■ Work order: Where does the string "filename" appear in the material? Copy each line that holds it.

***** Information shown

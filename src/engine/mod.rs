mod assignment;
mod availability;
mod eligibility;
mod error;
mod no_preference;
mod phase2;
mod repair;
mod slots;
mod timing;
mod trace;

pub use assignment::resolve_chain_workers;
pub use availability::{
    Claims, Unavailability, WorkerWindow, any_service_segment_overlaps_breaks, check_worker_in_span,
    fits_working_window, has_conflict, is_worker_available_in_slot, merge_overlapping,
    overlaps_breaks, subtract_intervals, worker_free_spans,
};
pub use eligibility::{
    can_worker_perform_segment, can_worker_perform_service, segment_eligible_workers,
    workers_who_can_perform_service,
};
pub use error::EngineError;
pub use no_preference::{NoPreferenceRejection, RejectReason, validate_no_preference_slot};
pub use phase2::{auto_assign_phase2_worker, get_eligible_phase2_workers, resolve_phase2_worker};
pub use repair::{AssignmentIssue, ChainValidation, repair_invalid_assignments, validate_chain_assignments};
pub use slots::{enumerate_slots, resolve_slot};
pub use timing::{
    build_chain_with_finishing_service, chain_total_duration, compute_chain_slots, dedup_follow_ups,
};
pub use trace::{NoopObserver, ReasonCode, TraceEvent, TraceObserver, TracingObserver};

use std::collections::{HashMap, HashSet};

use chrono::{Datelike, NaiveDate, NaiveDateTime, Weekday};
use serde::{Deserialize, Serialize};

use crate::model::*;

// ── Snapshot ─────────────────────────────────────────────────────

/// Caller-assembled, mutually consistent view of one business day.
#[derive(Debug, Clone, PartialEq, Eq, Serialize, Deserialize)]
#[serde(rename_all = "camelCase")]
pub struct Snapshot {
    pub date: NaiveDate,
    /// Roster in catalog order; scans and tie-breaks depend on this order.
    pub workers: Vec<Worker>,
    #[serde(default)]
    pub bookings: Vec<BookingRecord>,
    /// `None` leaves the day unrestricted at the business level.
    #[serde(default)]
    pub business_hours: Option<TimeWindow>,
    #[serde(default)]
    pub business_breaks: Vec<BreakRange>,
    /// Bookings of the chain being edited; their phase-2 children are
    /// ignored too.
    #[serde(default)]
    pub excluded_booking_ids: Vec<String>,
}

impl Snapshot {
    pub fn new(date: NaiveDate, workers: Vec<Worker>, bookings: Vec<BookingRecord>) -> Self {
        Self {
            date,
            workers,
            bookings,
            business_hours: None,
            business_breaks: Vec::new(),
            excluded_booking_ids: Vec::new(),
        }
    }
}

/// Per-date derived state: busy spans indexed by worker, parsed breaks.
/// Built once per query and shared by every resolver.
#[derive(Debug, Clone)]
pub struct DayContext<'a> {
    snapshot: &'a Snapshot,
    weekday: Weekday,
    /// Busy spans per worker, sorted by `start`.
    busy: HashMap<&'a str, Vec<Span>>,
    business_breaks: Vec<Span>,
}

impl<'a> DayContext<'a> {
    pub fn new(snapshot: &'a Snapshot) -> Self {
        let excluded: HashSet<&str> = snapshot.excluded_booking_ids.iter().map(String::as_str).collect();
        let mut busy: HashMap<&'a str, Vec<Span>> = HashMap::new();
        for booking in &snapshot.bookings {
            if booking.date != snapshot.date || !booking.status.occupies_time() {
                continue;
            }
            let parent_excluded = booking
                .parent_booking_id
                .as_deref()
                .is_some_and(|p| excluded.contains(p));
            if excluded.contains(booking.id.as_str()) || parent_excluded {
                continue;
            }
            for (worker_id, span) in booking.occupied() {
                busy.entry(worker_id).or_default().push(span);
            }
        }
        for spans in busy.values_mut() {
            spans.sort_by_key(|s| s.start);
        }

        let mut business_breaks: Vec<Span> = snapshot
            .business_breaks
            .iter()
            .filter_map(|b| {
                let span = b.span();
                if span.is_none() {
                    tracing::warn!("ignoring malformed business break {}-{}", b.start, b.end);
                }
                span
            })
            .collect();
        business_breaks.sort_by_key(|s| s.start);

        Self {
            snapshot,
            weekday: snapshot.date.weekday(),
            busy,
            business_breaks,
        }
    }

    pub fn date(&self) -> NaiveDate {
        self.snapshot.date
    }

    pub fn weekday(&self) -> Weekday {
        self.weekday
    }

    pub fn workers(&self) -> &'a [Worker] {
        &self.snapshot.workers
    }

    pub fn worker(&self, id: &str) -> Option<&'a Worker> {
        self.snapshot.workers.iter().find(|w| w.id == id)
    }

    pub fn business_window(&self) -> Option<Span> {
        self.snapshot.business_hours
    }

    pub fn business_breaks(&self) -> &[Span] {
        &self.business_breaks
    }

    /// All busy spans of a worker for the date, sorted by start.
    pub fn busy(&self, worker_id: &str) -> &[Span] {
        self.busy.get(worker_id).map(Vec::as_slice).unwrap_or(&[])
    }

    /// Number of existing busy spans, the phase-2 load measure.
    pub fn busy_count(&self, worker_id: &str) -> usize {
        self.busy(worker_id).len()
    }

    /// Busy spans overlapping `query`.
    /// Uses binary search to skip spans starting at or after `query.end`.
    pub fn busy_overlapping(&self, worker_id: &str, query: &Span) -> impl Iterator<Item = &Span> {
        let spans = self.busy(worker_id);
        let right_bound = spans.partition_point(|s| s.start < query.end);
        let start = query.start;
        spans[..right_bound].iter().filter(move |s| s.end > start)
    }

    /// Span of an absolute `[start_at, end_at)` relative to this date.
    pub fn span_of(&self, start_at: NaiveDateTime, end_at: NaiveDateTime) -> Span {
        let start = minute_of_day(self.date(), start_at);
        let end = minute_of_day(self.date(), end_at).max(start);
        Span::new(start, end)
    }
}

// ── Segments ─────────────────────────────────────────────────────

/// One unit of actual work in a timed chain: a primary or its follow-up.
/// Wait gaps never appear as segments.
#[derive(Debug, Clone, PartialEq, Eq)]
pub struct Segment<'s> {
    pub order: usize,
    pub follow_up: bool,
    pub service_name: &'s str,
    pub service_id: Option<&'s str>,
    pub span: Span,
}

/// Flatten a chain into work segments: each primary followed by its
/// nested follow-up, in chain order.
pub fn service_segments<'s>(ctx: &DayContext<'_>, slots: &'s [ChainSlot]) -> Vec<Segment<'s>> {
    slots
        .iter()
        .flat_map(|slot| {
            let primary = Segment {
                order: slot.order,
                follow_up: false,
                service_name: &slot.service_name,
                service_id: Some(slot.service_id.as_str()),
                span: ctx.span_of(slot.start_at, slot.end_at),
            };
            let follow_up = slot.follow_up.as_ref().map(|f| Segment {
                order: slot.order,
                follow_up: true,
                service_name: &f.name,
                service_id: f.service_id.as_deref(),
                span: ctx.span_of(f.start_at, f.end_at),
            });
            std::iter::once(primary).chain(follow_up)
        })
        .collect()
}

**********
***** Information shown

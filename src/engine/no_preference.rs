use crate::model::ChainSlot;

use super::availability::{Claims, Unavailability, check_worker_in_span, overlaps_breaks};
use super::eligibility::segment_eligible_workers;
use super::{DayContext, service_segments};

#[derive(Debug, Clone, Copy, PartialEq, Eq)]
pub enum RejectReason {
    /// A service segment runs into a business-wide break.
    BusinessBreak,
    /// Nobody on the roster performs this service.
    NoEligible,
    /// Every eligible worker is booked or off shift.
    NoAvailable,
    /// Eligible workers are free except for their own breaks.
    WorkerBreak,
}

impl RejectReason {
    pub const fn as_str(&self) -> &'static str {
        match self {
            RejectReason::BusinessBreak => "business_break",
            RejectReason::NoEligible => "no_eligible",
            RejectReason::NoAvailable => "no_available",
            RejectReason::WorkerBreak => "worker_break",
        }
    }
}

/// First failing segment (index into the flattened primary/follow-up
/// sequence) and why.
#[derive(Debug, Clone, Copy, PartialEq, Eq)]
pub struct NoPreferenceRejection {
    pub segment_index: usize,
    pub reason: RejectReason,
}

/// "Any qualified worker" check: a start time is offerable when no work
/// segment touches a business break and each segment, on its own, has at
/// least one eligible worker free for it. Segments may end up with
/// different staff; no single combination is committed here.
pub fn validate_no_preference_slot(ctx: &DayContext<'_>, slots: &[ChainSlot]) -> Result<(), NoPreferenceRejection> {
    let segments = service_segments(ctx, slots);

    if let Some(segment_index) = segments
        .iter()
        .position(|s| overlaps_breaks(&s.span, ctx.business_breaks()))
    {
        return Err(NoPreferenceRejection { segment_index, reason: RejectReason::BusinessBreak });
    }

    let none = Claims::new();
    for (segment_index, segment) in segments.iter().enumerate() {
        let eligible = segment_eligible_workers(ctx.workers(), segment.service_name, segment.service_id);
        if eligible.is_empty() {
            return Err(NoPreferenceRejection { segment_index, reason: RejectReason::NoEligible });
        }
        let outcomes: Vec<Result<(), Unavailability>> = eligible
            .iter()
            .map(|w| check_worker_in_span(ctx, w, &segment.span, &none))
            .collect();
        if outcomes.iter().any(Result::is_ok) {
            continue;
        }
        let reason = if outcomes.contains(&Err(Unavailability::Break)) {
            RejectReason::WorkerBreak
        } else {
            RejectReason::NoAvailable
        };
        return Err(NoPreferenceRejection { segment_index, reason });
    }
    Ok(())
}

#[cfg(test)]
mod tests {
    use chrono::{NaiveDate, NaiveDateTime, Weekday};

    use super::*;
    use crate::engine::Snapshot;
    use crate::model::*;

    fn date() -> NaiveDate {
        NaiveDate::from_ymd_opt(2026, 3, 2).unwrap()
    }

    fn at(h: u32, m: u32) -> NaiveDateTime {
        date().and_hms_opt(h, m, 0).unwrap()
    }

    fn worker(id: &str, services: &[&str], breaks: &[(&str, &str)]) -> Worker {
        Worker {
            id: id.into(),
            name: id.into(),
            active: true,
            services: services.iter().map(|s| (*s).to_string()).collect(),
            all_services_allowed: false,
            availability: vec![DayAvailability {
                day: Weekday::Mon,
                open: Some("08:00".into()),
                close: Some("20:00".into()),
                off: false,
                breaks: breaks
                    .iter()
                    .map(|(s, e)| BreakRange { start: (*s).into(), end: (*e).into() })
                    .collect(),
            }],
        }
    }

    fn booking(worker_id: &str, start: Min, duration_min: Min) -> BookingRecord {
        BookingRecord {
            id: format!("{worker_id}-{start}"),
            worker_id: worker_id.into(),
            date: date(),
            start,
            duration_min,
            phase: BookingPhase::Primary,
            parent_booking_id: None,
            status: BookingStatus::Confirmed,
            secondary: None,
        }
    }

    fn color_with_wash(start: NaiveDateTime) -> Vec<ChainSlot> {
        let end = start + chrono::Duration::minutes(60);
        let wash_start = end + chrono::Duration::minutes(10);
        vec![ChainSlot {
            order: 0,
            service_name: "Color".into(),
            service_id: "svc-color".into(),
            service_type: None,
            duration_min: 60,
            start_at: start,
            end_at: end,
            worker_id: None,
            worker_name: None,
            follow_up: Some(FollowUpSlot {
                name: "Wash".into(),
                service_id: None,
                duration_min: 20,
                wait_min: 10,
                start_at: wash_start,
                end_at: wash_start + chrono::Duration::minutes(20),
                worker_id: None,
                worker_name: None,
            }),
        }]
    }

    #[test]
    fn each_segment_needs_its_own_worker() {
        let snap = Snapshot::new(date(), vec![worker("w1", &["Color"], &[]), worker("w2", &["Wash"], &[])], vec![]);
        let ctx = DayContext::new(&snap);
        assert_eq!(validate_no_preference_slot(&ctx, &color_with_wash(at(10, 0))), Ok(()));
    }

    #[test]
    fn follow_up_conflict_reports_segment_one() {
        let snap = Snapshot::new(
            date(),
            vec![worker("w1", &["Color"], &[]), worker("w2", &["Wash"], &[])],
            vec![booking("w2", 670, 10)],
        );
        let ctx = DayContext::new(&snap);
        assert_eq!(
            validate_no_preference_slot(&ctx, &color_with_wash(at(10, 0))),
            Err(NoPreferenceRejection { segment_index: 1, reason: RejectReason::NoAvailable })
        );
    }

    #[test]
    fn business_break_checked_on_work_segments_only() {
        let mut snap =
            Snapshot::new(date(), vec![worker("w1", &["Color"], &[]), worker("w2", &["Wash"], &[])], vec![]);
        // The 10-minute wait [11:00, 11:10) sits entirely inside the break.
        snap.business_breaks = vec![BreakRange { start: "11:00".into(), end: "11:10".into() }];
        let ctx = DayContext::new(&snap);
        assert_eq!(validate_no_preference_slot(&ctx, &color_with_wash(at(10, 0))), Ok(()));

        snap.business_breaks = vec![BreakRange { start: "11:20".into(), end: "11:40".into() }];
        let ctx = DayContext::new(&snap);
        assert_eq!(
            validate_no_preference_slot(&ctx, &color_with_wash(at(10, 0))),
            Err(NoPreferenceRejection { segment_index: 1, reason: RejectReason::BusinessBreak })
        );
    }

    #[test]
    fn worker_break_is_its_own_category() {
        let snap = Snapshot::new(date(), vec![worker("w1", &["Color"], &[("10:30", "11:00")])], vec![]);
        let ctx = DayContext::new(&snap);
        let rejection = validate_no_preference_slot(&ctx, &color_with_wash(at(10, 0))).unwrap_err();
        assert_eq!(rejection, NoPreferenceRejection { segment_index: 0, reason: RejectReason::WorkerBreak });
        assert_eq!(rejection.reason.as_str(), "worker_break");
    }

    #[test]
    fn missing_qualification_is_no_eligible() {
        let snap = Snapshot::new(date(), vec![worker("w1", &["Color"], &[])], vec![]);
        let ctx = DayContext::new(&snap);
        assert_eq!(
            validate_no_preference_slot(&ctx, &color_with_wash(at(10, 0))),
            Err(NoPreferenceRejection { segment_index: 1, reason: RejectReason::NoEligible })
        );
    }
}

**********
***** Information shown

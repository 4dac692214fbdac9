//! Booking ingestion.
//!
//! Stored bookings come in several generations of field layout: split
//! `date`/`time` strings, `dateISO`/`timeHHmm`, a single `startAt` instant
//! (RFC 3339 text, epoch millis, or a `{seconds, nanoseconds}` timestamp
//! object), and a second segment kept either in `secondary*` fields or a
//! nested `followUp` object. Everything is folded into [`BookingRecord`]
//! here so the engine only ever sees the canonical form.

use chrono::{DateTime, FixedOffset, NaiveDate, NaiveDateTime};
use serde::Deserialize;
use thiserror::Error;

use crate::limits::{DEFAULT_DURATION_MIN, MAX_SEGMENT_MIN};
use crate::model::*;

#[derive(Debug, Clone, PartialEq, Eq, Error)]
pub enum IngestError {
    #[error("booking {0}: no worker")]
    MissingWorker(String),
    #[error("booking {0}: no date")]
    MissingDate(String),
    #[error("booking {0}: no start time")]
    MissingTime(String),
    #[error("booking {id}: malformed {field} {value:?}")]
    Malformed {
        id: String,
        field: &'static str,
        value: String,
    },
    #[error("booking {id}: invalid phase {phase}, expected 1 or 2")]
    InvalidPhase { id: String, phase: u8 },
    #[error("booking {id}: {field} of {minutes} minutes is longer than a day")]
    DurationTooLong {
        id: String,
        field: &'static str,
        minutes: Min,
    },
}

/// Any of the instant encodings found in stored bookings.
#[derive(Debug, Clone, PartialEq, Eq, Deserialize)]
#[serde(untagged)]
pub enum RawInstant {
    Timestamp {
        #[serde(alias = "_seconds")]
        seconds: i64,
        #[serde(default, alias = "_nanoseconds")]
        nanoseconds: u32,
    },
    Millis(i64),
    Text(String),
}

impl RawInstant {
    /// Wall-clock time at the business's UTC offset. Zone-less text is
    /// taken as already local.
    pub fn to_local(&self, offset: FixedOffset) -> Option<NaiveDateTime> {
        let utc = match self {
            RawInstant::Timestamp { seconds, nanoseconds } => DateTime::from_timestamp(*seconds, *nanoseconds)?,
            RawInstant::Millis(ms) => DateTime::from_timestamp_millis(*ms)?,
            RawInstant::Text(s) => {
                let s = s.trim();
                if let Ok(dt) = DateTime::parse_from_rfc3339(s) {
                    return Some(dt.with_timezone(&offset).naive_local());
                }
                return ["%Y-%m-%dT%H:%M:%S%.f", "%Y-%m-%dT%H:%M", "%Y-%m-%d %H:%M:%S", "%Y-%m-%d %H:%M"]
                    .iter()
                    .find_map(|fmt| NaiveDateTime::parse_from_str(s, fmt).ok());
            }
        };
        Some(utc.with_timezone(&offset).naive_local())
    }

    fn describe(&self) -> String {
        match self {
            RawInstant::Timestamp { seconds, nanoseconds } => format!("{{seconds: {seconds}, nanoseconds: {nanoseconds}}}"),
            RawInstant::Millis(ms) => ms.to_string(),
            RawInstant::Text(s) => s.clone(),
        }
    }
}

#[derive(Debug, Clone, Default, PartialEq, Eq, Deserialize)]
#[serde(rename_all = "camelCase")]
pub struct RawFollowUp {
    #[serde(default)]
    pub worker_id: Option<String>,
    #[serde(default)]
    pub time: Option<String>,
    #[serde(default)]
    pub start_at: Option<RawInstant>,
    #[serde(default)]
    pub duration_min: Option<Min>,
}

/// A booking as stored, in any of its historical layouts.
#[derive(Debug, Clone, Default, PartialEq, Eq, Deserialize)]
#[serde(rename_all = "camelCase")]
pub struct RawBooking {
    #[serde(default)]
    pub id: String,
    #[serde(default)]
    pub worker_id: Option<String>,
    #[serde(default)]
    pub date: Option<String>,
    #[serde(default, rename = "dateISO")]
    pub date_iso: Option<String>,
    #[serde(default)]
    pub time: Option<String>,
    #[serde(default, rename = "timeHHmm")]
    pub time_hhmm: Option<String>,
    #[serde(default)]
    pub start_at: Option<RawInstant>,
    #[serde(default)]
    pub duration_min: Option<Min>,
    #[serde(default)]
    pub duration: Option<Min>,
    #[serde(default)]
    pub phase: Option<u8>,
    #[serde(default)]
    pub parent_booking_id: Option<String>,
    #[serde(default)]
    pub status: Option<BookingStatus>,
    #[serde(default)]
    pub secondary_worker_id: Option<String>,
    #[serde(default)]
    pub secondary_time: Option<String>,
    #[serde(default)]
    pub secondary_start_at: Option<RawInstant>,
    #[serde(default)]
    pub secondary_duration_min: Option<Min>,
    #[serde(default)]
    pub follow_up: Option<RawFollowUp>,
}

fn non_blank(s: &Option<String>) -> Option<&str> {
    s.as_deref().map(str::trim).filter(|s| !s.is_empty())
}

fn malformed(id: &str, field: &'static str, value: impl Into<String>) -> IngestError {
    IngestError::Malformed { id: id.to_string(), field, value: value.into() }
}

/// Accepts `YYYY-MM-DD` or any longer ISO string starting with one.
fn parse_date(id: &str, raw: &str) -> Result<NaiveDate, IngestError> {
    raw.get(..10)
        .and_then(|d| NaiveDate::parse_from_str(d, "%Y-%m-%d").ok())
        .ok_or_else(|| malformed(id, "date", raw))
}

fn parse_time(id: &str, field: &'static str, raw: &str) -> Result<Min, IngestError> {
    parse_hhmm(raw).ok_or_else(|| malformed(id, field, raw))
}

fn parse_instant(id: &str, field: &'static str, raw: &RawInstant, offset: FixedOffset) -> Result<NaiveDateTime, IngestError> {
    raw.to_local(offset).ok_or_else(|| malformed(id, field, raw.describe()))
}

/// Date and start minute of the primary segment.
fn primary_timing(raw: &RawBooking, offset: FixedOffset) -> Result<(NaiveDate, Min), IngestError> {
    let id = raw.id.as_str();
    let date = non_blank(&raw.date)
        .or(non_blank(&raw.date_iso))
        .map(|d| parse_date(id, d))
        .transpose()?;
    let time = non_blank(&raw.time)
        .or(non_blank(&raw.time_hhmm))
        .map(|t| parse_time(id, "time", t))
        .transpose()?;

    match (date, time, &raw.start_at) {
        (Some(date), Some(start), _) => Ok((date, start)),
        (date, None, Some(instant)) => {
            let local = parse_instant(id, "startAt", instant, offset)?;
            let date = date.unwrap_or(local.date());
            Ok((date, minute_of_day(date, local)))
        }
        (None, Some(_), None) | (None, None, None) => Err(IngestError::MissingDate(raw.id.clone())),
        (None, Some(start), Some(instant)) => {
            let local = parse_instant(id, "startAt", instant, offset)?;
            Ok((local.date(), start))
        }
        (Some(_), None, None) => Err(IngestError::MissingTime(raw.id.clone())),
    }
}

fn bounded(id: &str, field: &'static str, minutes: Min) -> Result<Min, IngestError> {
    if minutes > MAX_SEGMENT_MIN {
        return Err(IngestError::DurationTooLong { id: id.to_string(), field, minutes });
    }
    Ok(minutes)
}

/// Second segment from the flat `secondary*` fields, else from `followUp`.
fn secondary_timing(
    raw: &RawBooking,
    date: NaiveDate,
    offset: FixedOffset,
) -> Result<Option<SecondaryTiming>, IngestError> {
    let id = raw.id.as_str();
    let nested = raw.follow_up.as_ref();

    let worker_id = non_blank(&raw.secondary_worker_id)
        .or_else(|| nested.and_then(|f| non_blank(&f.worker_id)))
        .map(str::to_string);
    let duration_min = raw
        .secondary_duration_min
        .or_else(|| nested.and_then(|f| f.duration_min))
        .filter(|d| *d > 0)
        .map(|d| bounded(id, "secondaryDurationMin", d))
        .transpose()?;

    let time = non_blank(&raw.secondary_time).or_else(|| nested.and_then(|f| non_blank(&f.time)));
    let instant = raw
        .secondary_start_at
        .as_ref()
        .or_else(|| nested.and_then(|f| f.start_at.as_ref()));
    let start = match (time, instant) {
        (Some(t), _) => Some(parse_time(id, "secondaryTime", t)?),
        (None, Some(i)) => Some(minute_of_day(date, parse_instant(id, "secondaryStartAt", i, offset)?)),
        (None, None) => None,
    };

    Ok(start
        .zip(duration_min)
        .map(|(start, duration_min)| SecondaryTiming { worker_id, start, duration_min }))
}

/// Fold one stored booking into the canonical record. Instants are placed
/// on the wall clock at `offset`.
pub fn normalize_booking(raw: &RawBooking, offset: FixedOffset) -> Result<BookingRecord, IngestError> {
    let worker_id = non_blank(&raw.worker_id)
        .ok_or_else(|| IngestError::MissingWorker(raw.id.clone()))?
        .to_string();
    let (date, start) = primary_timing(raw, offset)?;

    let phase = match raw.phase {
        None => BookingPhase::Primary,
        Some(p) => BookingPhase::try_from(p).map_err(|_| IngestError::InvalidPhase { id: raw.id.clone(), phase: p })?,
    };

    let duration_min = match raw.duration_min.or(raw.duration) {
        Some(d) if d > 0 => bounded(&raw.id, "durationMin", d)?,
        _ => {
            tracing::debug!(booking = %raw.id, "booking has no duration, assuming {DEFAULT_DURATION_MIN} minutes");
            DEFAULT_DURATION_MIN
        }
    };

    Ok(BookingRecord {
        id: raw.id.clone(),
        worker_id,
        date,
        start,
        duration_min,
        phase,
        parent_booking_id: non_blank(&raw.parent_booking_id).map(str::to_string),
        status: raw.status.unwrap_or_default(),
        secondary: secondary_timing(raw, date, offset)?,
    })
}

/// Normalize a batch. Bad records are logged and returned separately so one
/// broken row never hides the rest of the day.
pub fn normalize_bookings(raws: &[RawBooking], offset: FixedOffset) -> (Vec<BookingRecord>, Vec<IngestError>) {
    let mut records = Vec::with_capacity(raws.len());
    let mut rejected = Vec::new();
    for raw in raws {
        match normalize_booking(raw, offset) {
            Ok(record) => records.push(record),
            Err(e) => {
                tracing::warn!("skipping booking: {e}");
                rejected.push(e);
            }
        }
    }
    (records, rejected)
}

**********

■ Expected answer:
filename src/engine/mod.rs
filename src/engine/no_preference.rs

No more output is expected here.